_TASK PROMPT_: In the data below, find each line carrying the string "return" and copy it out.

_INFORMATION_:
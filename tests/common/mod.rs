// tests/common/mod.rs

//! Shared test utilities: a fake build tool, a fake fetcher, and a
//! source tree fixture shaped like fossil_media.

#![allow(dead_code)]

use kiln::recipe::{builtin_recipe, FolderLayout, Recipe, RecipeContext};
use kiln::toolchain::{BuildType, Os, Settings};
use kiln::{Error, FetchRequest, Result, SourceFetcher, StepOutput, Toolchain};
use std::fs;
use std::path::Path;
use std::sync::Mutex;
use tempfile::TempDir;

/// Headers shipped in the fixture source tree
pub const HEADERS: &[&str] = &["framework.h", "json.h", "media.h", "xml.h"];

/// Linux/gcc/release settings, independent of the host
pub fn linux_settings() -> Settings {
    Settings {
        os: Os::Linux,
        arch: "x86_64".to_string(),
        compiler: "gcc".to_string(),
        build_type: BuildType::Release,
    }
}

/// Populate `root` with a minimal fossil_media source tree
pub fn write_source_tree(root: &Path) {
    let headers = root.join("code/logic/fossil/media");
    fs::create_dir_all(&headers).unwrap();
    for header in HEADERS {
        fs::write(headers.join(header), format!("/* {} */\n", header)).unwrap();
    }
    fs::write(root.join("code/logic/json.c"), "int fossil_media_json;\n").unwrap();
    fs::write(
        root.join("meson.build"),
        "project('fossil_media', 'c')\n",
    )
    .unwrap();
    fs::write(root.join("meson.options"), "").unwrap();
}

/// A temp source tree and a context for the built-in recipe over it
pub fn setup(options: &[(&str, &str)]) -> (TempDir, RecipeContext) {
    setup_with_recipe(builtin_recipe().unwrap(), options)
}

pub fn setup_with_recipe(recipe: Recipe, options: &[(&str, &str)]) -> (TempDir, RecipeContext) {
    let dir = tempfile::tempdir().unwrap();
    write_source_tree(dir.path());
    let overrides: Vec<(String, String)> = options
        .iter()
        .map(|(k, v)| (k.to_string(), v.to_string()))
        .collect();
    let ctx = RecipeContext::new(
        recipe,
        &overrides,
        linux_settings(),
        FolderLayout::at(dir.path()),
    )
    .unwrap();
    (dir, ctx)
}

/// Build tool stand-in
///
/// `install` reads the generated native file, like Meson would, and
/// drops a static or shared library into `<package>/lib`.
pub struct FakeToolchain {
    pub calls: Mutex<Vec<String>>,
    fail_on: Option<&'static str>,
    install_nothing: bool,
}

impl FakeToolchain {
    pub fn new() -> Self {
        Self {
            calls: Mutex::new(Vec::new()),
            fail_on: None,
            install_nothing: false,
        }
    }

    /// Fail the named step (`configure`, `build` or `install`)
    pub fn failing(step: &'static str) -> Self {
        Self {
            fail_on: Some(step),
            ..Self::new()
        }
    }

    /// Succeed at install without producing artifacts
    pub fn empty_install() -> Self {
        Self {
            install_nothing: true,
            ..Self::new()
        }
    }

    pub fn calls(&self) -> Vec<String> {
        self.calls.lock().unwrap().clone()
    }

    fn step(&self, name: &str) -> Result<StepOutput> {
        self.calls.lock().unwrap().push(name.to_string());
        if self.fail_on == Some(name) {
            return Err(Error::BuildError {
                step: format!("meson {}", name),
                code: Some(1),
                stderr: "ninja: build stopped: subcommand failed.".to_string(),
            });
        }
        Ok(StepOutput {
            command: format!("meson {}", name),
            stdout: format!("{} ok", name),
            stderr: String::new(),
        })
    }
}

impl Toolchain for FakeToolchain {
    fn configure(&self, layout: &FolderLayout) -> Result<StepOutput> {
        let output = self.step("configure")?;
        fs::create_dir_all(layout.build_root.join("meson-private"))?;
        Ok(output)
    }

    fn build(&self, layout: &FolderLayout) -> Result<StepOutput> {
        let output = self.step("build")?;
        fs::write(layout.build_root.join("json.c.o"), b"\x7fELF")?;
        Ok(output)
    }

    fn install(&self, layout: &FolderLayout) -> Result<StepOutput> {
        let output = self.step("install")?;
        if self.install_nothing {
            return Ok(output);
        }

        let native = fs::read_to_string(layout.native_file())?;
        let lib_dir = layout.package_folder.join("lib");
        fs::create_dir_all(&lib_dir)?;
        if native.contains("default_library = 'shared'") {
            fs::write(lib_dir.join("libfossil_media.so.0.1.1"), b"\x7fELF")?;
            fs::write(lib_dir.join("libfossil_media.so"), b"\x7fELF")?;
        } else {
            fs::write(lib_dir.join("libfossil_media.a"), b"!<arch>\n")?;
        }

        // Meson installs only some headers; the header rule fills the rest
        let include = layout.package_folder.join("include/fossil/media");
        fs::create_dir_all(&include)?;
        fs::write(include.join("media.h"), b"/* media.h */\n")?;
        Ok(output)
    }
}

/// Version-control stand-in that writes the fixture tree at `dest`
pub struct FakeFetcher {
    pub requests: Mutex<Vec<FetchRequest>>,
    fail: bool,
}

impl FakeFetcher {
    pub fn new() -> Self {
        Self {
            requests: Mutex::new(Vec::new()),
            fail: false,
        }
    }

    pub fn failing() -> Self {
        Self {
            requests: Mutex::new(Vec::new()),
            fail: true,
        }
    }

    pub fn requests(&self) -> Vec<FetchRequest> {
        self.requests.lock().unwrap().clone()
    }
}

impl SourceFetcher for FakeFetcher {
    fn fetch(&self, request: &FetchRequest) -> Result<StepOutput> {
        self.requests.lock().unwrap().push(request.clone());
        if self.fail {
            return Err(Error::SourceFetchError(format!(
                "Remote branch {} not found in upstream origin",
                request.tag
            )));
        }
        write_source_tree(&request.dest);
        Ok(StepOutput {
            command: format!("git clone --branch {} {}", request.tag, request.url),
            stdout: String::new(),
            stderr: format!("Cloning into '{}'...", request.dest.display()),
        })
    }
}

/// Sorted file names directly under `dir`
pub fn file_names(dir: &Path) -> Vec<String> {
    let mut names: Vec<String> = fs::read_dir(dir)
        .unwrap()
        .filter_map(|e| e.ok())
        .map(|e| e.file_name().to_string_lossy().to_string())
        .collect();
    names.sort();
    names
}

_ANSWER TO THIS TASK_:
            return Err(Error::BuildError {
            return Ok(output);
            return Err(Error::SourceFetchError(format!(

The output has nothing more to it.